NRA: an exercise in power
The NRA publishes an A-F rating of lawmakers that grades elected officials on their voting records with respect to the second amendment, which guarantees the rights of Americans to bear arms. The formula is simple: supporting looser gun regulations earns a higher grade, whereas making it harder to access guns earns a lower grade. For Republicans from conservative districts, where guns are embedded deeply into the culture, any grade below a perfect A+ can hobble a politician’s electoral prospects.
Perhaps most importantly, the NRA also flexes its muscles by unseating incumbent politicians directly at the ballot box. If Republicans (or moderate Democrats) waver on the gun issue, the NRA will – particularly in the primaries – pour money and resources into the campaigns of opponents who back more lax gun mandates. Even the threat of that challenge is often enough to intimidate many politicians from defying the NRA’s agenda.
Lastly, the NRA also maintains a large, deep-pocketed lobbying arm in Washington that’s involved in pressuring members of Congress to resist any legislation that might be construed as even mildly anti-gun. In the first quarter of 2022, for example, the NRA spent well over US$600,000 (nearly £500,000) on lobbying. That number is only expected to increase in the second half of this year amid the 2022 midterm elections as well as renewed demands for gun reform by liberals.
Will of the people?
Data shows that slightly more than 50% of Americans want tighter gun control laws overall. Support is even higher for outlawing assault-style weapons (favoured by 63%), for prohibiting “high capacity” magazines (64%), and for imposing background checks on private gun sales and purchases at gun shows (81%). Although partisan divides exist, even many rank-and-file NRA members think some gun legislation should be on the table.

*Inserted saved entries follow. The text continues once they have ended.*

//! # Connection core shared by both endpoint roles.
//!
//! [`Link`] owns at most one TCP session: the write half behind the
//! connection-wide send lock, and a receive task that decodes frames and hands
//! them to a role-specific [`Route`].
//!
//! ## Architecture
//! ```text
//!            send(msg) ──► [writer lock] ──► OwnedWriteHalf ──► socket
//!                                ▲
//!                                │ inline reply (Route::route returns Some)
//!  socket ──► OwnedReadHalf ──► receive task ──► Route::route(msg) ──► Inbox<T>
//!                                   │
//!                                   └─ cancelled by disconnect(), joined before reuse
//! ```
//!
//! ## Rules
//! - `disconnect()` is the only place that joins the receive task; it is
//!   idempotent and serialised by the session lock.
//! - `attach()` tears down any previous session and flushes the inboxes first.
//! - Send failures and receive failures flip `connected` to false and wake
//!   all inbox waiters; nothing is retried here.

use std::sync::Arc;
use std::sync::atomic::{AtomicBool, AtomicU64, Ordering};
use std::time::Duration;

use tokio::io::{AsyncReadExt, AsyncWriteExt};
use tokio::net::TcpStream;
use tokio::net::tcp::{OwnedReadHalf, OwnedWriteHalf};
use tokio::sync::Mutex;
use tokio::task::JoinHandle;
use tokio_util::sync::CancellationToken;

use crate::error::ProtocolError;
use crate::wire::{self, HEADER_LEN, MAX_PAYLOAD, Message};

/// Role-specific demultiplexer.
pub(crate) trait Route: Send + Sync + 'static {
    /// Handles one decoded message. A returned message is written back
    /// from the receive task before the next frame is read.
    fn route(&self, msg: Message) -> Option<Message>;

    /// Drops stale queued messages.
    fn clear(&self);

    /// Wakes waiters after the connection went away.
    fn wake_all(&self);
}

struct Shared {
    connected: AtomicBool,
    dropped_frames: AtomicU64,
    writer: Mutex<Option<OwnedWriteHalf>>,
}

impl Shared {
    /// Writes one frame under the send lock.
    ///
    /// Lock contention past `timeout` fails the send but leaves the
    /// connection alone; a failed or timed-out write marks it down.
    async fn write_frame(&self, msg: &Message, timeout: Duration) -> bool {
        let bytes = wire::encode(msg);
        let deadline = tokio::time::Instant::now() + timeout;

        let Ok(mut guard) = tokio::time::timeout_at(deadline, self.writer.lock()).await else {
            return false;
        };
        let Some(writer) = guard.as_mut() else {
            return false;
        };

        match tokio::time::timeout_at(deadline, writer.write_all(&bytes)).await {
            Ok(Ok(())) => true,
            _ => {
                self.connected.store(false, Ordering::Release);
                false
            }
        }
    }
}

struct Session {
    token: CancellationToken,
    task: JoinHandle<()>,
}

pub(crate) struct Link<R: Route> {
    router: Arc<R>,
    shared: Arc<Shared>,
    session: Mutex<Option<Session>>,
    reply_timeout: Duration,
}

impl<R: Route> Link<R> {
    pub(crate) fn new(router: R, reply_timeout: Duration) -> Self {
        Self {
            router: Arc::new(router),
            shared: Arc::new(Shared {
                connected: AtomicBool::new(false),
                dropped_frames: AtomicU64::new(0),
                writer: Mutex::new(None),
            }),
            session: Mutex::new(None),
            reply_timeout,
        }
    }

    pub(crate) fn router(&self) -> &R {
        &self.router
    }

    pub(crate) fn connected_flag(&self) -> &AtomicBool {
        &self.shared.connected
    }

    pub(crate) fn is_connected(&self) -> bool {
        self.shared.connected.load(Ordering::Acquire)
    }

    pub(crate) fn dropped_frames(&self) -> u64 {
        self.shared.dropped_frames.load(Ordering::Relaxed)
    }

    /// Takes ownership of a fresh stream and starts its receive task.
    pub(crate) async fn attach(&self, stream: TcpStream) {
        let mut session = self.session.lock().await;
        self.teardown(&mut session).await;

        let _ = stream.set_nodelay(true);
        let (reader, writer) = stream.into_split();
        *self.shared.writer.lock().await = Some(writer);
        self.router.clear();
        self.shared.connected.store(true, Ordering::Release);

        let token = CancellationToken::new();
        let task = tokio::spawn(receive_loop(
            reader,
            Arc::clone(&self.shared),
            Arc::clone(&self.router),
            token.clone(),
            self.reply_timeout,
        ));
        *session = Some(Session { token, task });
    }

    pub(crate) async fn disconnect(&self) {
        let mut session = self.session.lock().await;
        self.teardown(&mut session).await;
    }

    async fn teardown(&self, session: &mut Option<Session>) {
        self.shared.connected.store(false, Ordering::Release);
        if let Some(old) = session.take() {
            old.token.cancel();
            let _ = old.task.await;
        }
        if let Some(mut writer) = self.shared.writer.lock().await.take() {
            let _ = writer.shutdown().await;
        }
        self.router.wake_all();
    }

    pub(crate) async fn send(&self, msg: &Message, timeout: Duration) -> bool {
        if !self.is_connected() {
            return false;
        }
        let sent = self.shared.write_frame(msg, timeout).await;
        if !sent && !self.is_connected() {
            self.router.wake_all();
        }
        sent
    }
}

async fn receive_loop<R: Route>(
    mut reader: OwnedReadHalf,
    shared: Arc<Shared>,
    router: Arc<R>,
    token: CancellationToken,
    reply_timeout: Duration,
) {
    let mut header = [0u8; HEADER_LEN];
    let mut payload = vec![0u8; MAX_PAYLOAD as usize];

    loop {
        let frame = tokio::select! {
            _ = token.cancelled() => return,
            res = read_frame(&mut reader, &mut header, &mut payload) => res,
        };

        match frame {
            Ok(Ok(msg)) => {
                if let Some(reply) = router.route(msg) {
                    let sent = shared.write_frame(&reply, reply_timeout).await;
                    if !sent && !shared.connected.load(Ordering::Acquire) {
                        break;
                    }
                }
            }
            Ok(Err(err)) => {
                shared.dropped_frames.fetch_add(1, Ordering::Relaxed);
                if err.breaks_framing() {
                    break;
                }
            }
            Err(_) => break,
        }
    }

    shared.connected.store(false, Ordering::Release);
    router.wake_all();
}

/// Reads one frame. The outer error is transport failure, the inner one a
/// dropped frame whose bytes have already been consumed when possible.
async fn read_frame(
    reader: &mut OwnedReadHalf,
    header: &mut [u8; HEADER_LEN],
    payload: &mut [u8],
) -> std::io::Result<Result<Message, ProtocolError>> {
    reader.read_exact(header).await?;
    let parsed = match wire::decode_header(header) {
        Ok(h) => h,
        Err(err) => return Ok(Err(err)),
    };

    let body = &mut payload[..parsed.payload_size as usize];
    reader.read_exact(body).await?;
    Ok(wire::decode_payload(&parsed, body))
}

Still, these figures can be misleading, for a simple reason: they don’t reveal anything about how important Americans feel gun law reform is compared with other pressing issues. When polls ask Americans what the most important problem is that their country faces, virtually no one – often fewer than 1% – ranks guns at the top of that list. So, it’s one thing for voters to say that they support stricter gun laws in the abstract, but it’s another to actually prioritise the issue at the ballot box.
It’s an iron law of governing: politics involves trade-offs. Because other policy areas such as immigration or the economy rank higher in the minds of voters, politicians don’t expend scarce political capital on guns. This provides space for a pressure organisation such as the NRA, with its concentrated interests around the gun issue, to have huge sway over how lawmakers set the policy agenda and vote. That’s true both at the state and federal levels in America.
Could this time be different?
After a mass school shooting, it’s natural to think that “this time is different”. We heard that after Columbine in 1999, after Sandy Hook in 2012, after Parkland in 2018. Now we’re hearing it again after Uvalde.
The outrage is palpable and it’s hard not to think the culmination would move the needle in the direction of reform. The reality? Expect the status quo.
At least 60 votes are still needed to usher any legislation through the Senate and avoid a “filibuster”, which allows lawmakers to stall or prevent a vote on bills. Even apart from the NRA’s clout, a major challenge is that the gun control movement is subject to what political scientists label an “issue attention cycle”. In short, focus on the issue is fleeting. A calamity like the one in Texas gets considerable press for a while but then fades into the backdrop and is replaced by other headlines. The sustained political will needed to pass gun reform simply doesn’t persist.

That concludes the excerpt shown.